Ayanaw Tamene ^1,^✉, Mandefro Molla ²

PMCID: PMC9016573 PMID: 35449530

Abstract

Sirenomelia also known as mermaid syndrome is a partial or complete fusion of lower extremities associated with visceral anomalies. It is a rare anomaly with a poor prognosis. Maternal age less than 20 years, maternal diabetes mellitus, and monozygotic twinning are some of the known risk factors. Diagnosis can be made via antenatal ultrasound or typical physical appearance after birth. A 2200 g baby was born from 18-year-old non-consanguineous mother via assisted breech delivery. The baby had fused lower limbs with 10 toes, absent external genitalia, and a single umbilical artery. It was small for gestational age. The baby was passed away after 30 min of birth. Young maternal age (18 years) was the identified risk factor for sirenomelia in this case. We recommend an early routine ultrasound anomaly scan in all pregnant women particularly for early detection and termination of pregnancy as the prognosis is poor. Avoiding teenager pregnancy and strict control of blood sugar in diabetic mothers can decrease this anomaly.

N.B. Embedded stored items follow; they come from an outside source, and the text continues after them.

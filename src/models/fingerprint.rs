//! Work unit fingerprints.

use serde::{Deserialize, Serialize};
use std::fmt;

/// Opaque key identifying a work unit in a job's seen-set.
///
/// Equivalent work units map to the same fingerprint across process runs.
/// Default fingerprints are hex digests; override keys are whatever bytes the
/// caller supplied.
#[derive(Debug, Clone, PartialEq, Eq, Hash, PartialOrd, Ord, Serialize, Deserialize)]
#[serde(transparent)]
pub struct Fingerprint(Vec<u8>);

impl Fingerprint {
    /// Creates a fingerprint from raw bytes.
    #[must_use]
    pub fn new(bytes: impl Into<Vec<u8>>) -> Self {
        Self(bytes.into())
    }

    /// Returns the fingerprint bytes.
    #[must_use]
    pub fn as_bytes(&self) -> &[u8] {
        &self.0
    }

    /// Returns the hex encoding of the fingerprint bytes.
    #[must_use]
    pub fn to_hex(&self) -> String {
        hex::encode(&self.0)
    }
}

impl fmt::Display for Fingerprint {
    /// Printable UTF-8 keys are shown as-is, anything else as hex.
    fn fmt(&self, f: &mut fmt::Formatter<'_>) -> fmt::Result {
        match std::str::from_utf8(&self.0) {
            Ok(s) if !s.chars().any(char::is_control) => f.write_str(s),
            _ => f.write_str(&self.to_hex()),
        }
    }
}

impl From<&str> for Fingerprint {
    fn from(s: &str) -> Self {
        Self(s.as_bytes().to_vec())
    }
}

impl From<String> for Fingerprint {
    fn from(s: String) -> Self {
        Self(s.into_bytes())
    }
}

impl From<Vec<u8>> for Fingerprint {
    fn from(bytes: Vec<u8>) -> Self {
        Self(bytes)
    }
}

impl AsRef<[u8]> for Fingerprint {
    fn as_ref(&self) -> &[u8] {
        &self.0
    }
}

Keywords: Fused limbs, mermaid syndrome, sirenomelia

Introduction

Sirenomelia also known as mermaid syndrome is a fusion of lower extremities.¹ It is a rare and fatal congenital anomaly with an incidence rate of 0.8–4 per 60,000 to 100,000 pregnancies.²–⁴ The exact etiologies are unknown, but maternal diabetes mellitus, teratogenic drugs, genetic susceptibility, vascular hypoperfusion, cocaine, landfill water, and maternal age less than 20 years or greater than 40 years are known risk factors for this anomaly.⁵–⁸ The possible mechanism for the failure of separation of extremity bud from the primordial cells is due to: a developmental anomaly in the veins feeding the lower extremities and an anomaly in mesodermal cell migration.^5,7 It can occur in any ethnic group. Sirenomelia is more common in monozygotic twins and males.^3,9

Common features of mermaid syndrome are a partial or complete fusion of lower limbs characterized by a mermaid-like appearance.^3,10 Common associated anomalies with sirenomelia are absent external genitalia, ambiguous genitalia, imperforate anus, rectal atresia, absent urinary bladder, single umbilical artery, renal agenesis, esophageal atresia, omphalocele, pulmonary hypoplasia, cardiac defect, diaphragmatic hernia, lumbosacral/pelvic bone abnormities, and spina bifida.^2,6,9,11,12 Even though sirenomelia manifestation may overlap with caudal regression syndrome (CRS) and VACTERL association, they are different entities.¹³–¹⁶ Sirenomelia is classified into seven types based on skeletal structures of the lower limb.¹⁷

More than half of sirenomelia cases end with stillbirth and those born alive usually die within a day or two of birth because of complications associated with a genitourinary, cardiac, respiratory, neurologic, or gastrointestinal associated malformation.^9,11,18 We report a singleton baby with sirenomelia syndrome born to a teenage mother from Bahir Dar, Ethiopia.

Case presentation

History

An 18-year-old primigravida mother was referred from the health center with a diagnosis of the latent first stage of labor and breech presentation. She had four antenatal care (ANC) follow-up at the local health center. Her blood group is B positive. Provider initiative counseling and testing for HIV (PICT), Venereal disease research laboratory (VDRL), and Hepatitis B surface antigen (HBSAg) test was negative. No drug was taken during pregnancy other than iron and folic acid supplementation. An antenatal ultrasound study was not done. Otherwise, she had no history of excess alcohol intake or cigarette smoke exposure. She had no self or family history of diabetes. There was no antepartum complication. The onset of labor was spontaneously at the gestational of 40 weeks from Last normal menustrual period (LNMP). The duration of labor and rupture of the membrane were 12 and 4 h, respectively. The mother delivered a single baby with fused legs weighing 2200 g with APGAR score 4 and 6 at the 1st and 5th minute, respectively, via assisted breech delivery in Addis Alem Hospital, Bahir Dar.

Physical examination

The newborn was resuscitated for 20 min. The birth weight to gestational age was below the 10th centile (small for gestational age) on the Lubchenco curve. The baby had fused lower limbs and non-fused five toes at each side of distal feet which fused on the plantar surface. External genitalia were absent and cannot differentiate sex. It has also visible urethral meatus at the junction of the trunk and extremities. There was no anal opening or dimple. There was also a single umbilical artery. The upper part of the body was normal (Figure 1).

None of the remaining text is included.